The California State Association of Counties recognized Coast Valley Academy, a camp program run by the SLO County Probation Department, with a Challenge Award earlier this month.

The department received the award to highlight the regional approach that it took by creating a local facility where moderate to high risk teens in danger of re-offending could receive residential treatment.

click to enlarge KEEPING IT LOCAL The SLO County Probation Department created an alternative to a group home to help local youth on probation. - PHOTO COURTESY OF COUNTY OF SLO PROBATION DEPARTMENT
  • Photo Courtesy Of County Of SLO Probation Department
  • KEEPING IT LOCAL The SLO County Probation Department created an alternative to a group home to help local youth on probation.

"The idea behind the program is in lieu of sending kids away to group homes all over the state of California, and many times outside of the state, we're able to keep them here locally," Chief Probation Officer Jim Salio said.

Male and female youth from 14 to 17 years old who are ordered by the court to stay at the academy for six to 12 months receive intensive case management, treatment, and educational services through collaboration with a local treatment provider—Family Care Network—and the County Office of Education.

Salio said the county currently has two group homes, where teens are traditionally sent to in these cases, but the homes are not directed to help teens and are not locked environments.
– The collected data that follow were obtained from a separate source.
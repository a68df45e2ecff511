//! Core content model for Notecraft notes.
//! Raw note text goes in; node trees, tags and filterable properties come out.

pub mod config;
pub mod content;
pub mod logging;
pub mod model;
pub mod service;

pub use config::{ConfigError, CoreConfig};
pub use content::{
    classify, extract_tags, parse_document, serialize_document, tokenize, try_serialize_document,
    ContentProperties,
};
pub use logging::{default_log_level, init_logging, init_logging_from_config, logging_status};
pub use model::node::{Document, Node, NodeKind, NodeValidationError};
pub use service::note_content::{derive_note_projection, NoteContentService, NoteProjection};

/// Minimal health-check API for early integration.
pub fn ping() -> &'static str {
    "pong"
}

/// Returns the core crate version.
pub fn core_version() -> &'static str {
    env!("CARGO_PKG_VERSION")
}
Without having a curfew to lock the home at night, he said, teens are more likely to run away from the group home program.
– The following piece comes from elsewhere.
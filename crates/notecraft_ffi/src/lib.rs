//! FFI bindings for the Notecraft note content core.

pub mod api;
The issue isn't unique to SLO County, he said, as statewide counties are having trouble with the open environment model.

"Lots of times, if they're in a county six hours away from us, we may not know where they are for weeks at a time. It's scary for us, and it's obviously scary for the parents as well," he said.

Statewide, Salio said, probation departments are seeing that group homes aren't working, so his department looked into an alternative environment that it could create.
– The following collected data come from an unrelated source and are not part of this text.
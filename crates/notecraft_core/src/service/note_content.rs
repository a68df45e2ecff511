//! Note content use-case service.
//!
//! # Responsibility
//! - Derive the projection persistence stores next to raw note text: tags,
//!   filterable properties and a plain-text preview.
//! - Flatten structured edits back into storable text.
//!
//! # Invariants
//! - Raw note text is the source of truth; every projection is recomputed
//!   from it and never read back.
//! - Tag names in a projection are lowercase and deduplicated.
//! - Preview text has whitespace collapsed and is `None` when empty.

use crate::config::{CoreConfig, DEFAULT_PREVIEW_MAX_CHARS};
use crate::content::{
    classify, extract_tags, normalize_tag_names, parse_document, plain_text,
    try_serialize_document, ContentProperties,
};
use crate::model::node::{Document, NodeValidationError};
use log::{debug, warn};
use once_cell::sync::Lazy;
use regex::Regex;
use serde::{Deserialize, Serialize};
use std::time::Instant;

static WHITESPACE_RE: Lazy<Regex> = Lazy::new(|| Regex::new(r"\s+").expect("valid ws regex"));

/// Derived note fields persisted for listing and filtering.
#[derive(Debug, Clone, PartialEq, Eq, Serialize, Deserialize)]
pub struct NoteProjection {
    /// Normalized tag names, sorted.
    pub tags: Vec<String>,
    pub properties: ContentProperties,
    /// Plain-text summary, truncated to the configured length.
    pub preview_text: Option<String>,
}

/// Note content service with configurable projection settings.
#[derive(Debug, Clone, PartialEq, Eq)]
pub struct NoteContentService {
    preview_max_chars: usize,
}

impl Default for NoteContentService {
    fn default() -> Self {
        Self {
            preview_max_chars: DEFAULT_PREVIEW_MAX_CHARS,
        }
    }
}

impl NoteContentService {
    /// Creates a service using settings from `config`.
    pub fn new(config: &CoreConfig) -> Self {
        Self {
            preview_max_chars: config.preview_max_chars.max(1),
        }
    }

    /// Parses note text for a structured view.
    pub fn parse(&self, content: &str) -> Document {
        parse_document(content)
    }

    /// Derives tags, properties and preview from note text.
    pub fn project(&self, content: &str) -> NoteProjection {
        let started_at = Instant::now();
        let document = parse_document(content);
        let tags = normalize_tag_names(&extract_tags(content));
        let properties = classify(content);
        let preview_text = preview_from(&document, self.preview_max_chars);

        debug!(
            "event=note_project module=service status=ok blocks={} tags={} has_link={} has_code={} has_task_list={} duration_us={}",
            document.len(),
            tags.len(),
            properties.has_link,
            properties.has_code,
            properties.has_task_list,
            started_at.elapsed().as_micros()
        );

        NoteProjection {
            tags,
            properties,
            preview_text,
        }
    }

    /// Validates an edited tree and flattens it into storable note text.
    pub fn flatten(&self, document: &Document) -> Result<String, NodeValidationError> {
        try_serialize_document(document).map_err(|err| {
            warn!(
                "event=note_flatten module=service status=error error_code=invalid_node error={}",
                err
            );
            err
        })
    }
}

/// Derives a projection with default settings.
pub fn derive_note_projection(content: &str) -> NoteProjection {
    NoteContentService::default().project(content)
}

fn preview_from(document: &Document, max_chars: usize) -> Option<String> {
    let text = plain_text(document);
    let collapsed = WHITESPACE_RE.replace_all(&text, " ");
    let trimmed = collapsed.trim();
    if trimmed.is_empty() {
        None
    } else {
        Some(trimmed.chars().take(max_chars).collect())
    }
}
//! Node and document types.
//!
//! # Responsibility
//! - Provide one closed sum type for every block and inline construct.
//! - Keep the JSON wire shape stable for renderers and the FFI layer.
//!
//! # Invariants
//! - `indent` is `floor(leading_whitespace / 2)`.
//! - Tag names never carry the leading `#`.
//! - Auto-link URLs always start with `http://` or `https://`.
//! - Code block content never contains a fence line.

use crate::content::patterns::{is_fence_line, is_tag_name, URL_PREFIXES};
use serde::{Deserialize, Serialize};
use std::error::Error;
use std::fmt::{Display, Formatter};

/// One element of a parsed note body.
///
/// Block and inline nodes share this enum so consumers must handle every
/// kind exhaustively.
#[derive(Debug, Clone, PartialEq, Eq, Serialize, Deserialize)]
#[serde(tag = "type", rename_all = "SCREAMING_SNAKE_CASE")]
pub enum Node {
    /// Consecutive text lines grouped until a blank line or another block.
    Paragraph { children: Vec<Node> },
    /// `#`..`######` heading line.
    Heading { level: u8, children: Vec<Node> },
    /// Fenced code block. `language` may be empty.
    CodeBlock { language: String, content: String },
    UnorderedListItem { indent: usize, children: Vec<Node> },
    /// `marker` holds the digits in front of the `.`.
    OrderedListItem {
        indent: usize,
        marker: String,
        children: Vec<Node>,
    },
    TaskListItem {
        indent: usize,
        complete: bool,
        children: Vec<Node>,
    },
    /// Separator between buffered lines of one paragraph.
    LineBreak,
    Text { content: String },
    /// Hashtag name without the leading `#`.
    Tag { name: String },
    AutoLink { url: String },
    /// Inline code span without the surrounding backticks.
    Code { content: String },
}

/// Fieldless discriminant of [`Node`], used for logging and validation errors.
#[derive(Debug, Clone, Copy, PartialEq, Eq, Hash, Serialize, Deserialize)]
#[serde(rename_all = "SCREAMING_SNAKE_CASE")]
pub enum NodeKind {
    Paragraph,
    Heading,
    CodeBlock,
    UnorderedListItem,
    OrderedListItem,
    TaskListItem,
    LineBreak,
    Text,
    Tag,
    AutoLink,
    Code,
}

impl NodeKind {
    /// Returns the wire name of this kind.
    pub fn as_str(self) -> &'static str {
        match self {
            Self::Paragraph => "PARAGRAPH",
            Self::Heading => "HEADING",
            Self::CodeBlock => "CODE_BLOCK",
            Self::UnorderedListItem => "UNORDERED_LIST_ITEM",
            Self::OrderedListItem => "ORDERED_LIST_ITEM",
            Self::TaskListItem => "TASK_LIST_ITEM",
            Self::LineBreak => "LINE_BREAK",
            Self::Text => "TEXT",
            Self::Tag => "TAG",
            Self::AutoLink => "AUTO_LINK",
            Self::Code => "CODE",
        }
    }
}

impl Display for NodeKind {
    fn fmt(&self, f: &mut Formatter<'_>) -> std::fmt::Result {
        f.write_str(self.as_str())
    }
}

/// Validation error for trees built outside the block scanner.
#[derive(Debug, Clone, PartialEq, Eq)]
pub enum NodeValidationError {
    /// Heading level outside `1..=6`.
    InvalidHeadingLevel(u8),
    /// Tag name empty or outside the hashtag alphabet.
    InvalidTagName(String),
    /// Link does not start with an http(s) scheme or contains whitespace.
    InvalidAutoLink(String),
    /// Ordered list marker is empty or not made of ASCII digits.
    InvalidOrdinal(String),
    /// Code block content contains a line that would close the fence.
    FenceInCodeBlock,
    /// Block node used as inline content, or inline node at top level.
    MisplacedNode { kind: NodeKind, position: usize },
}

impl Display for NodeValidationError {
    fn fmt(&self, f: &mut Formatter<'_>) -> std::fmt::Result {
        match self {
            Self::InvalidHeadingLevel(level) => {
                write!(f, "heading level must be within 1..=6, got {level}")
            }
            Self::InvalidTagName(name) => write!(f, "invalid tag name: `{name}`"),
            Self::InvalidAutoLink(url) => write!(f, "invalid auto link: `{url}`"),
            Self::InvalidOrdinal(marker) => write!(f, "invalid ordered list marker: `{marker}`"),
            Self::FenceInCodeBlock => f.write_str("code block content contains a fence line"),
            Self::MisplacedNode { kind, position } => {
                write!(f, "{kind} node is not allowed at position {position}")
            }
        }
    }
}

impl Error for NodeValidationError {}

impl Node {
    /// Returns the fieldless discriminant.
    pub fn kind(&self) -> NodeKind {
        match self {
            Self::Paragraph { .. } => NodeKind::Paragraph,
            Self::Heading { .. } => NodeKind::Heading,
            Self::CodeBlock { .. } => NodeKind::CodeBlock,
            Self::UnorderedListItem { .. } => NodeKind::UnorderedListItem,
            Self::OrderedListItem { .. } => NodeKind::OrderedListItem,
            Self::TaskListItem { .. } => NodeKind::TaskListItem,
            Self::LineBreak => NodeKind::LineBreak,
            Self::Text { .. } => NodeKind::Text,
            Self::Tag { .. } => NodeKind::Tag,
            Self::AutoLink { .. } => NodeKind::AutoLink,
            Self::Code { .. } => NodeKind::Code,
        }
    }

    /// Returns whether this node occupies one or more full lines.
    pub fn is_block(&self) -> bool {
        matches!(
            self,
            Self::Paragraph { .. }
                | Self::Heading { .. }
                | Self::CodeBlock { .. }
                | Self::UnorderedListItem { .. }
                | Self::OrderedListItem { .. }
                | Self::TaskListItem { .. }
        )
    }

    /// Returns whether this node is a span inside a block.
    pub fn is_inline(&self) -> bool {
        matches!(
            self,
            Self::Text { .. } | Self::Tag { .. } | Self::AutoLink { .. } | Self::Code { .. }
        )
    }

    /// Returns the inline children of a block node, empty for everything else.
    pub fn children(&self) -> &[Node] {
        match self {
            Self::Paragraph { children }
            | Self::Heading { children, .. }
            | Self::UnorderedListItem { children, .. }
            | Self::OrderedListItem { children, .. }
            | Self::TaskListItem { children, .. } => children,
            _ => &[],
        }
    }

    /// Validates payload invariants of this node and its children.
    pub fn validate(&self) -> Result<(), NodeValidationError> {
        match self {
            Self::Paragraph { children } => validate_inline_run(children, true),
            Self::Heading { level, children } => {
                if !(1..=6).contains(level) {
                    return Err(NodeValidationError::InvalidHeadingLevel(*level));
                }
                validate_inline_run(children, false)
            }
            Self::CodeBlock { content, .. } => {
                if content.lines().any(is_fence_line) {
                    return Err(NodeValidationError::FenceInCodeBlock);
                }
                Ok(())
            }
            Self::OrderedListItem {
                marker, children, ..
            } => {
                if marker.is_empty() || !marker.bytes().all(|byte| byte.is_ascii_digit()) {
                    return Err(NodeValidationError::InvalidOrdinal(marker.clone()));
                }
                validate_inline_run(children, false)
            }
            Self::UnorderedListItem { children, .. } | Self::TaskListItem { children, .. } => {
                validate_inline_run(children, false)
            }
            Self::Tag { name } => {
                if !is_tag_name(name) {
                    return Err(NodeValidationError::InvalidTagName(name.clone()));
                }
                Ok(())
            }
            Self::AutoLink { url } => {
                let has_scheme = URL_PREFIXES.iter().any(|prefix| {
                    url.strip_prefix(*prefix)
                        .is_some_and(|rest| !rest.is_empty())
                });
                if !has_scheme || url.chars().any(char::is_whitespace) {
                    return Err(NodeValidationError::InvalidAutoLink(url.clone()));
                }
                Ok(())
            }
            Self::LineBreak | Self::Text { .. } | Self::Code { .. } => Ok(()),
        }
    }
}

fn validate_inline_run(children: &[Node], allow_line_break: bool) -> Result<(), NodeValidationError> {
    for (position, child) in children.iter().enumerate() {
        let allowed = child.is_inline() || (allow_line_break && *child == Node::LineBreak);
        if !allowed {
            return Err(NodeValidationError::MisplacedNode {
                kind: child.kind(),
                position,
            });
        }
        child.validate()?;
    }
    Ok(())
}

/// Ordered sequence of top-level block nodes.
///
/// Serialized as a bare JSON array of nodes.
#[derive(Debug, Clone, Default, PartialEq, Eq, Serialize, Deserialize)]
#[serde(transparent)]
pub struct Document(Vec<Node>);

impl Document {
    pub fn new(nodes: Vec<Node>) -> Self {
        Self(nodes)
    }

    pub fn nodes(&self) -> &[Node] {
        &self.0
    }

    pub fn into_nodes(self) -> Vec<Node> {
        self.0
    }

    pub fn len(&self) -> usize {
        self.0.len()
    }

    pub fn is_empty(&self) -> bool {
        self.0.is_empty()
    }

    pub fn iter(&self) -> std::slice::Iter<'_, Node> {
        self.0.iter()
    }

    /// Validates every top-level node.
    ///
    /// Top level accepts block nodes and bare `LINE_BREAK` separators only.
    pub fn validate(&self) -> Result<(), NodeValidationError> {
        for (position, node) in self.0.iter().enumerate() {
            if node.is_inline() {
                return Err(NodeValidationError::MisplacedNode {
                    kind: node.kind(),
                    position,
                });
            }
            node.validate()?;
        }
        Ok(())
    }
}

impl From<Vec<Node>> for Document {
    fn from(value: Vec<Node>) -> Self {
        Self(value)
    }
}

impl<'a> IntoIterator for &'a Document {
    type Item = &'a Node;
    type IntoIter = std::slice::Iter<'a, Node>;

    fn into_iter(self) -> Self::IntoIter {
        self.0.iter()
    }
}
//! Command-line front end for the note content core.
//!
//! # Responsibility
//! - Run parse/serialize/classify/tag extraction on a file or stdin.
//! - Print machine-readable JSON so output can be piped into other tools.

use clap::{Parser, Subcommand};
use log::info;
use notecraft_core::{
    classify, core_version, extract_tags, init_logging_from_config, CoreConfig, Document,
    NoteContentService,
};
use std::io::Read;
use std::path::{Path, PathBuf};
use std::process::ExitCode;

#[derive(Parser)]
#[command(name = "notecraft")]
#[command(about = "Inspect and convert note content")]
struct Cli {
    /// JSON config file (log level, log dir, preview length)
    #[arg(long, global = true)]
    config: Option<PathBuf>,

    /// Absolute directory for rolling logs; overrides the config value
    #[arg(long, global = true)]
    log_dir: Option<PathBuf>,

    #[command(subcommand)]
    command: Command,
}

#[derive(Subcommand)]
enum Command {
    /// Parse note text into a node tree (JSON)
    Parse { input: Option<PathBuf> },
    /// Flatten a node tree (JSON) back into note text
    Serialize { input: Option<PathBuf> },
    /// Print derived content properties (JSON)
    Classify { input: Option<PathBuf> },
    /// Print hashtags, one per line
    Tags { input: Option<PathBuf> },
    /// Print the persistence projection: tags, properties, preview (JSON)
    Project { input: Option<PathBuf> },
    /// Print the core version
    Version,
}

fn main() -> ExitCode {
    let cli = Cli::parse();
    match run(cli) {
        Ok(output) => {
            println!("{output}");
            ExitCode::SUCCESS
        }
        Err(message) => {
            eprintln!("Error: {message}");
            ExitCode::FAILURE
        }
    }
}

fn run(cli: Cli) -> Result<String, String> {
    let mut config = match cli.config.as_deref() {
        Some(path) => CoreConfig::load(path).map_err(|err| err.to_string())?,
        None => CoreConfig::default(),
    };
    if cli.log_dir.is_some() {
        config.log_dir = cli.log_dir;
    }
    if init_logging_from_config(&config)? {
        info!("event=cli_start module=cli status=ok version={}", core_version());
    }

    let service = NoteContentService::new(&config);
    match cli.command {
        Command::Parse { input } => {
            let text = read_input(input.as_deref())?;
            to_json(&service.parse(&text))
        }
        Command::Serialize { input } => {
            let raw = read_input(input.as_deref())?;
            let document: Document =
                serde_json::from_str(&raw).map_err(|err| format!("invalid node tree: {err}"))?;
            service.flatten(&document).map_err(|err| err.to_string())
        }
        Command::Classify { input } => {
            let text = read_input(input.as_deref())?;
            to_json(&classify(&text))
        }
        Command::Tags { input } => {
            let text = read_input(input.as_deref())?;
            Ok(extract_tags(&text).into_iter().collect::<Vec<_>>().join("\n"))
        }
        Command::Project { input } => {
            let text = read_input(input.as_deref())?;
            to_json(&service.project(&text))
        }
        Command::Version => Ok(format!("notecraft {}", core_version())),
    }
}

fn read_input(path: Option<&Path>) -> Result<String, String> {
    match path {
        Some(path) => std::fs::read_to_string(path)
            .map_err(|err| format!("failed to read {}: {err}", path.display())),
        None => {
            let mut buffer = String::new();
            std::io::stdin()
                .read_to_string(&mut buffer)
                .map_err(|err| format!("failed to read stdin: {err}"))?;
            Ok(buffer)
        }
    }
}

fn to_json<T: serde::Serialize>(value: &T) -> Result<String, String> {
    serde_json::to_string_pretty(value).map_err(|err| format!("failed to encode output: {err}"))
}

#[cfg(test)]
mod tests {
    use super::{run, Cli};
    use clap::Parser;
    use std::io::Write;

    fn run_args(args: &[&str]) -> Result<String, String> {
        run(Cli::try_parse_from(args.iter().copied()).expect("arguments should parse"))
    }

    fn note_file(content: &str) -> tempfile::NamedTempFile {
        let mut file = tempfile::NamedTempFile::new().expect("temp file should be created");
        file.write_all(content.as_bytes())
            .expect("note should be written");
        file
    }

    #[test]
    fn tags_command_lists_sorted_tags() {
        let file = note_file("#b text #a\n```\n#c\n```");
        let path = file.path().to_str().expect("utf-8 path");
        assert_eq!(run_args(&["notecraft", "tags", path]).unwrap(), "a\nb");
    }

    #[test]
    fn parse_then_serialize_restores_text() {
        let note = note_file("# Title\n- [ ] task #work");
        let note_path = note.path().to_str().expect("utf-8 path");
        let tree = run_args(&["notecraft", "parse", note_path]).unwrap();

        let tree_file = note_file(&tree);
        let tree_path = tree_file.path().to_str().expect("utf-8 path");
        let text = run_args(&["notecraft", "serialize", tree_path]).unwrap();
        assert_eq!(text, "# Title\n- [ ] task #work");
    }

    #[test]
    fn serialize_rejects_invalid_tree() {
        let tree_file = note_file(r#"[{"type": "HEADING", "level": 9, "children": []}]"#);
        let tree_path = tree_file.path().to_str().expect("utf-8 path");
        let err = run_args(&["notecraft", "serialize", tree_path]).unwrap_err();
        assert!(err.contains("heading level"));
    }

    #[test]
    fn missing_config_file_is_reported() {
        let err = run_args(&["notecraft", "--config", "/nonexistent/notecraft.json", "version"])
            .unwrap_err();
        assert!(err.contains("failed to read config"));
    }
}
The approach it took was to create a facility that feels more like home, is local, and provides the needed treatment to aid at-risk youth in the county.

Coast Valley Academy was established in 2017 as an extension to Juvenile Hall but is run separately. Youth participate in child and family team meetings as well as individual, family, and group treatment.

Staff and academy probation officers who administer treatment and meetings were trained in comprehensive and substance abuse curriculums designed by the University of Cincinnati and the Positive Behavioral Interventions and Supports program.

Youth also get to participate in clubs, social activities off-site, and community service projects and receive home passes—a pass to go home for a certain amount of time.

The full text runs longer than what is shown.